Matt Kivel, Days of Being Wild

Stephen M. Deusner

By Stephen M. Deusner

on 07.11.14 in Reviews

On his second solo album, Matt Kivel alternates between an earthy whisper and a low, tensile croon. It’s a curious and sometimes jarring instrument, yet powerful in a quiet way. On “Underwater,” a highlight from Days of Being Wild, he pushes higher and higher into his upper register as the song builds dramatically, then that falsetto begins to blur into the background synths. Even at such a climactic moment, Kivel threatens to fade into the music — to lose himself in the sound.

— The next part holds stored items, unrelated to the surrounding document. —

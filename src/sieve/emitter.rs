/// Emit SIEVE script text from AST nodes.
use crate::sieve::ast::{Argument, Command, Script};

const INDENT: &str = "  ";

/// Render a script. Commands are separated by newlines and the text has no
/// trailing newline.
pub fn emit(script: &Script) -> String {
    script
        .commands
        .iter()
        .map(emit_command)
        .collect::<Vec<_>>()
        .join("\n")
}

/// Commands with a single argument stay on one line. Longer ones put every
/// tag (with its value) and every positional argument on its own indented
/// line, with the terminating `;` after the last one.
fn emit_command(cmd: &Command) -> String {
    if cmd.arguments.len() <= 1 {
        let mut line = cmd.identifier.clone();
        for arg in &cmd.arguments {
            line.push(' ');
            line.push_str(&emit_argument(arg));
        }
        line.push(';');
        return line;
    }

    let mut lines = vec![cmd.identifier.clone()];
    let last = cmd.arguments.len() - 1;
    let mut i = 0;
    while i <= last {
        let arg = &cmd.arguments[i];
        let mut line = format!("{INDENT}{}", emit_argument(arg));
        if matches!(arg, Argument::Tag(_)) && i < last {
            let next = &cmd.arguments[i + 1];
            // The final argument is always positional, never a tag value.
            if !matches!(next, Argument::Tag(_)) && i + 1 < last {
                line.push(' ');
                line.push_str(&emit_argument(next));
                i += 1;
            }
        }
        lines.push(line);
        i += 1;
    }

    let mut out = lines.join("\n");
    out.push(';');
    out
}

fn emit_argument(arg: &Argument) -> String {
    match arg {
        Argument::Tag(t) => t.clone(),
        Argument::Number(n) => n.to_string(),
        Argument::String(s) => quote(s),
        Argument::StringList(items) => {
            let list = items.iter().map(|s| quote(s)).collect::<Vec<_>>().join(", ");
            format!("[{list}]")
        }
    }
}

/// Wrap `s` in double quotes, escaping as RFC 5228 §2.4.2 requires.
pub fn quote(s: &str) -> String {
    format!("\"{}\"", escape(s))
}

/// Escape the two characters that are special inside a quoted string.
/// Everything else, line breaks included, is legal as-is.
pub fn escape(s: &str) -> String {
    s.replace('\\', "\\\\").replace('"', "\\\"")
}

#[cfg(test)]
mod tests {
    use super::*;

    #[test]
    fn test_single_argument_inline() {
        let script = Script {
            commands: vec![Command {
                identifier: "require".into(),
                arguments: vec![Argument::StringList(vec!["vacation".into()])],
            }],
        };
        assert_eq!(emit(&script), "require [\"vacation\"];");
    }

    #[test]
    fn test_tagged_arguments_on_own_lines() {
        let cmd = Command {
            identifier: "vacation".into(),
            arguments: vec![
                Argument::Tag(":days".into()),
                Argument::Number(3),
                Argument::Tag(":subject".into()),
                Argument::String("Away".into()),
                Argument::String("Back soon".into()),
            ],
        };
        assert_eq!(
            emit_command(&cmd),
            "vacation\n  :days 3\n  :subject \"Away\"\n  \"Back soon\";"
        );
    }

    #[test]
    fn test_escape() {
        assert_eq!(escape(r#"a "b" \c"#), r#"a \"b\" \\c"#);
        assert_eq!(escape("line\nbreak"), "line\nbreak");
    }

    #[test]
    fn test_commands_joined_without_trailing_newline() {
        let script = Script {
            commands: vec![
                Command {
                    identifier: "keep".into(),
                    arguments: vec![],
                },
                Command {
                    identifier: "stop".into(),
                    arguments: vec![],
                },
            ],
        };
        assert_eq!(emit(&script), "keep;\nstop;");
    }
}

Gently expanding his palette

Formerly a bass player for Los Angeles indie-rock outfits like Princeton and Gap Dream, among others, Kivel confidently made the transition from sideman to frontman on last year’s Double Exposure. That debut was exceedingly minimal: often just sharply picked acoustic guitars, dissembling synths and that curious voice of his. Days of Being Wild gently expands his palette, adding more instruments and even a full rock band. Reportedly Kivel was inspired by songs on oldies radio, the kind that are omnipresent yet almost universally ignored. He’s never obvious about it, but you can hear that influence on the chug-a-lug pace of “Insignificance” and the subdued power chords on “Blonde Boy,” which could be a deconstructed Cars tune. If Double Exposure meandered, Days of Being Wild sounds compact and purposeful, which suits Kivel. Even at his poppiest and (relatively) most populist, that falsetto of his still conveys a natural and compelling sense of loneliness.